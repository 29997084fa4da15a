use crate::error::ConfigError;
use std::env;
use std::net::SocketAddr;
use std::path::{Path, PathBuf};
use std::time::Duration;

/// Placeholder key accepted by the quote provider for its demo symbols.
pub const DEFAULT_API_KEY: &str = "demo";
pub const DEFAULT_API_BASE_URL: &str = "https://www.alphavantage.co";
pub const DEFAULT_PROJECTS_FILE: &str = "projects.txt";
pub const DEFAULT_BIND_ADDR: &str = "127.0.0.1:3000";
pub const DEFAULT_STATIC_DIR: &str = "static";
pub const DEFAULT_ENV_FILE: &str = ".env";

/// Runtime configuration for the server
///
/// Everything the stores and handlers need is passed in from here at
/// construction time; nothing reads the environment after start-up.
#[derive(Debug, Clone)]
pub struct Config {
    /// Address the HTTP listener binds to
    pub bind_addr: SocketAddr,

    /// Newline-delimited file backing the project list
    pub projects_file: PathBuf,

    /// Key sent to the quote provider as `apikey`
    pub api_key: String,

    /// Scheme and host of the quote provider, without a trailing slash
    pub api_base_url: String,

    /// Request timeout for quote lookups; `None` keeps the client default
    pub api_timeout: Option<Duration>,

    /// Directory served under `/static`
    pub static_dir: PathBuf,
}

impl Default for Config {
    fn default() -> Self {
        Self {
            bind_addr: DEFAULT_BIND_ADDR
                .parse()
                .unwrap_or_else(|_| SocketAddr::from(([127, 0, 0, 1], 3000))),
            projects_file: PathBuf::from(DEFAULT_PROJECTS_FILE),
            api_key: DEFAULT_API_KEY.to_string(),
            api_base_url: DEFAULT_API_BASE_URL.to_string(),
            api_timeout: None,
            static_dir: PathBuf::from(DEFAULT_STATIC_DIR),
        }
    }
}

impl Config {
    /// Build a configuration from the process environment
    ///
    /// Unset variables fall back to the defaults; set but unparseable ones are
    /// an error. An unset or blank `ALPHA_VANTAGE_API_KEY` uses the `demo` key.
    ///
    /// # Errors
    /// * `ConfigError::InvalidVar` if the address or timeout cannot be parsed
    pub fn from_env() -> Result<Self, ConfigError> {
        Self::from_lookup(|name| env::var(name).ok())
    }

    /// Same as [`Config::from_env`] but reads variables through `lookup`
    pub fn from_lookup<F>(lookup: F) -> Result<Self, ConfigError>
    where
        F: Fn(&str) -> Option<String>,
    {
        let mut config = Config::default();

        if let Some(addr) = lookup("MINIDESK_ADDR") {
            config.bind_addr = parse_addr("MINIDESK_ADDR", &addr)?;
        }
        if let Some(path) = lookup("MINIDESK_PROJECTS_FILE") {
            config.projects_file = PathBuf::from(path);
        }
        if let Some(key) = lookup("ALPHA_VANTAGE_API_KEY") {
            if !key.trim().is_empty() {
                config.api_key = key.trim().to_string();
            }
        }
        if let Some(url) = lookup("MINIDESK_STOCK_API_URL") {
            config.api_base_url = url.trim_end_matches('/').to_string();
        }
        if let Some(secs) = lookup("MINIDESK_STOCK_TIMEOUT_SECS") {
            let parsed = secs
                .trim()
                .parse::<u64>()
                .map_err(|e| ConfigError::InvalidVar {
                    var: "MINIDESK_STOCK_TIMEOUT_SECS",
                    value: secs.clone(),
                    reason: e.to_string(),
                })?;
            config.api_timeout = Some(Duration::from_secs(parsed));
        }
        if let Some(dir) = lookup("MINIDESK_STATIC_DIR") {
            config.static_dir = PathBuf::from(dir);
        }

        Ok(config)
    }

    /// Override the bind address, e.g. from a command line argument
    pub fn with_bind_addr(mut self, addr: &str) -> Result<Self, ConfigError> {
        self.bind_addr = parse_addr("bind address", addr)?;
        Ok(self)
    }

    /// Whether the provider's shared placeholder key is in use
    pub fn uses_demo_key(&self) -> bool {
        self.api_key == DEFAULT_API_KEY
    }
}

/// Load `KEY=value` lines from `path` into the process environment
///
/// Variables already set are left alone. Returns the path that was read, or
/// `None` when the file does not exist.
pub fn load_env_file(path: &Path) -> Result<Option<PathBuf>, dotenvy::Error> {
    match dotenvy::from_path(path) {
        Ok(()) => Ok(Some(path.to_path_buf())),
        Err(e) if e.not_found() => Ok(None),
        Err(e) => Err(e),
    }
}

fn parse_addr(var: &'static str, value: &str) -> Result<SocketAddr, ConfigError> {
    value
        .trim()
        .parse::<SocketAddr>()
        .map_err(|e| ConfigError::InvalidVar {
            var,
            value: value.to_string(),
            reason: e.to_string(),
        })
}
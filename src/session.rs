use serde_json::Value;
use std::collections::HashMap;
use std::sync::RwLock;
use std::time::{Duration, SystemTime};
use uuid::Uuid;

use crate::calculator::CalculationEntry;

/// Name of the cookie carrying the session id
pub const SESSION_COOKIE: &str = "session";

/// Session lifetime, refreshed on every write
pub const SESSION_DURATION: Duration = Duration::from_secs(24 * 60 * 60);

/// Per-client key-value storage
///
/// Values live under an opaque session id presented by the client. An
/// expired or unknown session behaves as an empty one.
pub trait SessionStore: Send + Sync {
    fn get(&self, session_id: &str, key: &str) -> Option<Value>;
    fn set(&self, session_id: &str, key: &str, value: Value);
}

/// Generate a fresh, unguessable session id
pub fn new_session_id() -> String {
    Uuid::new_v4().to_string()
}

#[derive(Debug, Clone)]
struct Session {
    values: HashMap<String, Value>,
    expires_at: SystemTime,
}

/// Sessions held in process memory; they do not survive a restart
#[derive(Debug)]
pub struct MemorySessionStore {
    sessions: RwLock<HashMap<String, Session>>,
    ttl: Duration,
}

impl Default for MemorySessionStore {
    fn default() -> Self {
        Self::with_ttl(SESSION_DURATION)
    }
}

impl MemorySessionStore {
    pub fn with_ttl(ttl: Duration) -> Self {
        Self {
            sessions: RwLock::new(HashMap::new()),
            ttl,
        }
    }

    /// Number of sessions that have not yet expired
    pub fn live_sessions(&self) -> usize {
        let now = SystemTime::now();
        match self.sessions.read() {
            Ok(sessions) => sessions.values().filter(|s| s.expires_at > now).count(),
            Err(_) => 0,
        }
    }
}

impl SessionStore for MemorySessionStore {
    fn get(&self, session_id: &str, key: &str) -> Option<Value> {
        let sessions = self.sessions.read().ok()?;
        let session = sessions.get(session_id)?;
        if session.expires_at <= SystemTime::now() {
            return None;
        }
        session.values.get(key).cloned()
    }

    fn set(&self, session_id: &str, key: &str, value: Value) {
        let Ok(mut sessions) = self.sessions.write() else {
            log::error!("session store lock poisoned; dropping write to {}", key);
            return;
        };

        let now = SystemTime::now();
        sessions.retain(|id, s| s.expires_at > now || id == session_id);

        let session = sessions
            .entry(session_id.to_string())
            .or_insert_with(|| Session {
                values: HashMap::new(),
                expires_at: now,
            });
        if session.expires_at <= now {
            session.values.clear();
        }
        session.values.insert(key.to_string(), value);
        session.expires_at = now + self.ttl;
    }
}

/// Calculation history of one session, stored under the `history` key
pub struct History<'a> {
    store: &'a dyn SessionStore,
    session_id: &'a str,
}

impl<'a> History<'a> {
    pub const KEY: &'static str = "history";

    /// Bind to a session, creating an empty history on first contact
    pub fn open(store: &'a dyn SessionStore, session_id: &'a str) -> Self {
        let history = Self { store, session_id };
        if store.get(session_id, Self::KEY).is_none() {
            store.set(session_id, Self::KEY, Value::Array(Vec::new()));
        }
        history
    }

    /// Entries in the order they were calculated
    pub fn entries(&self) -> Vec<CalculationEntry> {
        match self.store.get(self.session_id, Self::KEY) {
            Some(value) => serde_json::from_value(value).unwrap_or_else(|e| {
                log::warn!("discarding unreadable history: {}", e);
                Vec::new()
            }),
            None => Vec::new(),
        }
    }

    pub fn push(&self, entry: CalculationEntry) {
        let mut entries = self.entries();
        entries.push(entry);
        self.save(&entries);
    }

    pub fn clear(&self) {
        self.save(&[]);
    }

    fn save(&self, entries: &[CalculationEntry]) {
        match serde_json::to_value(entries) {
            Ok(value) => self.store.set(self.session_id, Self::KEY, value),
            Err(e) => log::error!("failed to serialise history: {}", e),
        }
    }
}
* * *
**About this task:** In the records above, which lines hold the string "impl"? Copy each one.

**Reply:**
impl Default for Config {
impl Config {
impl Default for MemorySessionStore {
impl MemorySessionStore {
impl SessionStore for MemorySessionStore {
impl<'a> History<'a> {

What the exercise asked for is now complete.